Sinn Féin and the politics of left republicanism

Published in 20th Century Social Perspectives, 20th-century / Contemporary History, Irish Republican Brotherhood / Fenians, Issue 4 (Jul/Aug 2009), Reviews, Volume 17

1Sinn Féin and the politics of left republicanism
Eoin Ó Broin
(Pluto Press, €67.50 hb, €25 pb)
ISBN 9780745324630, 978745324623Close observers of the politics of Irish historiography will have suspected that there was something odd about this book when it was reviewed prominently in the Irish Times, and commended by its resident revisionist, despite being written by a ‘republican socialist’ and Sinn Féin activist of thirteen years’ standing. The explanation is that the author accepts much of the revisionist critique of republicanism. That in itself is intriguing; and scholarly, self-critical and honest books from political activists are rare.
Ó Broin takes a familiar historical approach, and examines the topic in four chapters. Three cover the United Irishmen to the Fenians, James Connolly, and the post-1916 years. A lengthy fourth chapter is specifically on Sinn Féin, from 1905 to the present. At the outset, Ó Broin makes a useful distinction between socialist republicanism and the broader concept of left republicanism, defined as all forms of radicalism espoused by republicans since the 1790s. On the one hand he argues rightly—to use his own didactic style—that republicans have usually been open to enlightened, international and radical ideas, and that progressives do themselves no favours in dismissing that reality. On the other, he claims that republican radicalism has tended to be conjunctural and tactical, embraced opportunistically to win support for nationalist aims. Contemporary Sinn Féin leftism, according to Ó Broin, takes its cue from Liam Mellows’s ‘Notes from Mountjoy’, which proposed that the Republic adopt a socialist programme to rally popular backing and snatch victory from defeat in the Civil War. This kind of contingent radicalism, he believes, has led to inconsistency and confusion. The conclusion is written frankly as a ‘history lesson’ for Sinn Féin. The party should ditch its tactical radicalism for socialism.
Indeed. Wolfe Tone telegrammed through history the essence of left republicanism in his famous remark about ‘the men of no property’. What he was saying was that the United Irishmen would appeal first to the propertied classes. If that failed, they would turn to the men of no property. And so it has been from Tone to the Young Irelanders, the Fenians, the IRA from the Civil War to the Republican Congress, and the Provisionals. Moving left is the fall-back position.
Whatever about the validity of Ó Broin’s ultimate prescription, he reaches it through some doubtful history. The concessions to the revisionists are not surprising, given his complete reliance on secondary sources and dependence on revisionists for his two central chapters on the golden age of red republicanism, from Connolly to the Spanish Civil War. The revisionist view is that socialist republicanism began with Connolly, and was then promoted by the IRA left.
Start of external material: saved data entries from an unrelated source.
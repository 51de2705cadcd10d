//! Group membership derived from pod state.

use std::collections::BTreeMap;

use async_trait::async_trait;
use k8s_openapi::api::core::v1::Pod;
use kube::ResourceExt;
use tracing::{debug, warn};

use super::quorum::check_removal;
use super::{Eviction, GroupAdmin, MemberState};
use crate::controller::common::{has_finalizer, is_pod_ready, is_terminating};
use crate::controller::error::{Error, Result};
use crate::crd::{InnoDBCluster, MemberRole};
use crate::resources::common::{MEMBERSHIP_FINALIZER, member_selector, parse_ordinal};
use crate::store::SharedStore;

/// [`GroupAdmin`] that treats pods as the group.
///
/// A pod is in the group until deletion is requested, and online while it
/// is Ready. The lowest online ordinal is the primary. Eviction, whether
/// before deleting a pod or before releasing its membership finalizer, is
/// refused when the members left would not hold a strict majority.
pub struct PodGroupView {
    pods: SharedStore<Pod>,
}

impl PodGroupView {
    pub fn new(pods: SharedStore<Pod>) -> Self {
        Self { pods }
    }
}

fn is_online(pod: &Pod) -> bool {
    !is_terminating(&pod.metadata) && is_pod_ready(pod)
}

#[async_trait]
impl GroupAdmin for PodGroupView {
    async fn member_states(
        &self,
        cluster: &InnoDBCluster,
        pods: &[Pod],
    ) -> Result<BTreeMap<String, MemberState>> {
        let cluster_name = cluster.name_any();
        let primary = pods
            .iter()
            .filter(|p| is_online(p))
            .filter_map(|p| parse_ordinal(&cluster_name, &p.name_any()))
            .min();

        Ok(pods
            .iter()
            .map(|pod| {
                let name = pod.name_any();
                let role = if !is_online(pod) {
                    MemberRole::Unknown
                } else if parse_ordinal(&cluster_name, &name) == primary {
                    MemberRole::Primary
                } else {
                    MemberRole::Secondary
                };
                let state = MemberState {
                    role,
                    in_group: !is_terminating(&pod.metadata),
                };
                (name, state)
            })
            .collect())
    }

    async fn evict_member(&self, cluster: &InnoDBCluster, pod_name: &str) -> Result<Eviction> {
        let namespace = cluster.namespace().unwrap_or_default();
        let pods = self
            .pods
            .list(&namespace, &member_selector(&cluster.name_any()))
            .await?;

        // A terminating target still counts while it holds the membership
        // finalizer: nothing has checked that the group can spare it yet.
        let members: Vec<(String, bool)> = pods
            .iter()
            .filter(|p| {
                !is_terminating(&p.metadata)
                    || (p.name_any() == pod_name
                        && has_finalizer(&p.metadata, MEMBERSHIP_FINALIZER))
            })
            .map(|p| (p.name_any(), is_online(p)))
            .collect();

        if !members.iter().any(|(name, _)| name == pod_name) {
            debug!(pod = %pod_name, "Member already out of the group");
            return Ok(Eviction::Evicted);
        }

        check_removal(&members, pod_name).map_err(|reason| {
            warn!(pod = %pod_name, %reason, "Refusing eviction");
            Error::QuorumRisk(reason)
        })?;

        debug!(pod = %pod_name, "Member evicted from group");
        Ok(Eviction::Evicted)
    }
}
In reality, it was made by Jim Larkin and driven by Labour up to 1922, and by the Communist International to 1936. Republicans simply responded. Mellows’s ‘Notes from Mountjoy’, for example, was inspired (conspired?) by the Comintern. Similarly, the revisionist line that socialist republicanism failed because of its inherent contradictions is not sustained by the evidence. Connolly failed because he was a poor agitator. Larkin converted Labour to republicanism because he was a brilliant agitator. Socialist republicanism ran into the sands because Tom Johnson got the Labour Party to abandon it in 1922, and the Catholic Church made Communism taboo after 1930. Theoretical inconsistencies had nothing to do with it.
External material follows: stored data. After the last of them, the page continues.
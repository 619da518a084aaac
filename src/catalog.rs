use std::fmt;
use std::io::Write;
use std::str::FromStr;

use colored::Colorize;
use serde::Deserialize;
use tracing::info;

use crate::config::CatalogConfig;
use crate::error::{PatternError, Result};
use crate::patterns::{builder, chain, command, factory, state, strategy, visitor};

/// The closed set of demos shipped with the catalog.
#[derive(Debug, Clone, Copy, PartialEq, Eq, Hash, Deserialize)]
#[serde(rename_all = "lowercase")]
pub enum DemoKind {
    Builder,
    #[serde(alias = "chain-of-responsibility")]
    Chain,
    Command,
    #[serde(alias = "factory-method")]
    Factory,
    State,
    Strategy,
    Visitor,
}

impl DemoKind {
    pub const ALL: [DemoKind; 7] = [
        DemoKind::Builder,
        DemoKind::Chain,
        DemoKind::Command,
        DemoKind::Factory,
        DemoKind::State,
        DemoKind::Strategy,
        DemoKind::Visitor,
    ];

    pub fn name(self) -> &'static str {
        match self {
            DemoKind::Builder => "builder",
            DemoKind::Chain => "chain",
            DemoKind::Command => "command",
            DemoKind::Factory => "factory",
            DemoKind::State => "state",
            DemoKind::Strategy => "strategy",
            DemoKind::Visitor => "visitor",
        }
    }

    pub fn title(self) -> &'static str {
        match self {
            DemoKind::Builder => "Builder",
            DemoKind::Chain => "Chain of Responsibility",
            DemoKind::Command => "Command",
            DemoKind::Factory => "Factory Method",
            DemoKind::State => "State",
            DemoKind::Strategy => "Strategy",
            DemoKind::Visitor => "Visitor",
        }
    }

    pub fn summary(self) -> &'static str {
        match self {
            DemoKind::Builder => "a director builds wooden and brick houses with swappable builders",
            DemoKind::Chain => "registration checks forward a user record down a chain",
            DemoKind::Command => "a toggle button switches a TV with on/off commands",
            DemoKind::Factory => "a factory turns a model key into a car",
            DemoKind::State => "dad cycles between watching TV and sleeping",
            DemoKind::Strategy => "a bounded cache evicts with FIFO, LRU or LFU policies",
            DemoKind::Visitor => "area and perimeter visitors walk a set of shapes",
        }
    }
}

impl fmt::Display for DemoKind {
    fn fmt(&self, f: &mut fmt::Formatter<'_>) -> fmt::Result {
        f.write_str(self.name())
    }
}

impl FromStr for DemoKind {
    type Err = PatternError;

    fn from_str(s: &str) -> Result<Self> {
        match s.trim().to_ascii_lowercase().as_str() {
            "builder" => Ok(DemoKind::Builder),
            "chain" | "chain-of-responsibility" => Ok(DemoKind::Chain),
            "command" => Ok(DemoKind::Command),
            "factory" | "factory-method" => Ok(DemoKind::Factory),
            "state" => Ok(DemoKind::State),
            "strategy" => Ok(DemoKind::Strategy),
            "visitor" => Ok(DemoKind::Visitor),
            _ => Err(PatternError::UnknownDemo(s.to_string())),
        }
    }
}

/// Runs one demo, writing its transcript to `out`.
pub fn run_demo<W: Write>(kind: DemoKind, config: &CatalogConfig, out: &mut W) -> Result<()> {
    info!(demo = kind.name(), "running demo");
    match kind {
        DemoKind::Builder => builder::demo(out),
        DemoKind::Chain => chain::demo(out),
        DemoKind::Command => command::demo(out, config.command.presses),
        DemoKind::Factory => factory::demo(out),
        DemoKind::State => state::demo(out),
        DemoKind::Strategy => {
            strategy::demo(out, config.cache.initial_policy, config.cache.max_capacity)
        }
        DemoKind::Visitor => visitor::demo(out),
    }
}

/// Runs every demo listed in the config, each under a heading.
pub fn run_all<W: Write>(config: &CatalogConfig, out: &mut W) -> Result<()> {
    for (index, kind) in config.demos.iter().copied().enumerate() {
        if index > 0 {
            writeln!(out)?;
        }
        write_heading(out, kind)?;
        run_demo(kind, config, out)?;
    }
    Ok(())
}

pub fn write_heading<W: Write>(out: &mut W, kind: DemoKind) -> Result<()> {
    let heading = format!("== {} ==", kind.title());
    writeln!(out, "{}", heading.bold().cyan())?;
    Ok(())
}

pub fn write_listing<W: Write>(out: &mut W) -> Result<()> {
    for kind in DemoKind::ALL {
        writeln!(out, "{:<10} {}", kind.name().green(), kind.summary())?;
    }
    Ok(())
}

#[cfg(test)]
mod tests {
    use super::*;

    #[test]
    fn test_names_round_trip() {
        for kind in DemoKind::ALL {
            assert_eq!(kind.name().parse::<DemoKind>().unwrap(), kind);
        }
        assert_eq!(
            "Chain-of-Responsibility".parse::<DemoKind>().unwrap(),
            DemoKind::Chain
        );
    }

    #[test]
    fn test_unknown_demo() {
        assert!(matches!(
            "singleton".parse::<DemoKind>(),
            Err(PatternError::UnknownDemo(name)) if name == "singleton"
        ));
    }

    #[test]
    fn test_run_all_respects_config_order() {
        colored::control::set_override(false);
        let config = CatalogConfig {
            demos: vec![DemoKind::Visitor, DemoKind::Factory],
            ..CatalogConfig::default()
        };
        let mut out = Vec::new();
        run_all(&config, &mut out).unwrap();
        let text = String::from_utf8(out).unwrap();

        let visitor = text.find("== Visitor ==").unwrap();
        let factory = text.find("== Factory Method ==").unwrap();
        assert!(visitor < factory);
        assert!(!text.contains("== Builder =="));
    }
}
Ó Broin comes into his own in his account of more recent decades, and provides a critique that manages to be objective, judicious and engaged. Writing as an insider, his perspective is especially interesting, and the main disappointment here is that the treatment is too external and too summary, and not as revealing as one would have hoped. There are also a few elisions. More might have been said on life in Sinn Féin. How did party members cope with being a propaganda and welfare auxiliary to the IRA, the impact of IRA actions, the differences between northerners and southerners and ex-prisoners and ‘draft dodgers’, and the transition to a peace strategy? Curiously, there is little on the American involvement in Northern Ireland in the 1990s, and how it turned the peace process into a peace process, rather than, as republicans had expected, a process for constitutional change.
On balance, the book will be accessible to those with a general knowledge of Irish history, and ought to be read by all who are interested in the left, where it’s come from and where it should be going, but . . . poor Connolly. The chapter on Connolly is dense, grounded on revisionist caricatures and rather pointless.
Ó Broin concludes with ‘eight theses on the future of Sinn Féin’, which would transform it from a party ‘attempting to mobilise two coalitions north and south to build reunification from above, at the expense of any meaningful social or economic change’, into a party striving for ‘an independent, democratic, socialist Ireland’ (p. 311). Now, where have we heard that before? No wonder the revisionists have welcomed it. HI

Emmet O’Connor lectures in history at the University of Ulster, Magee College.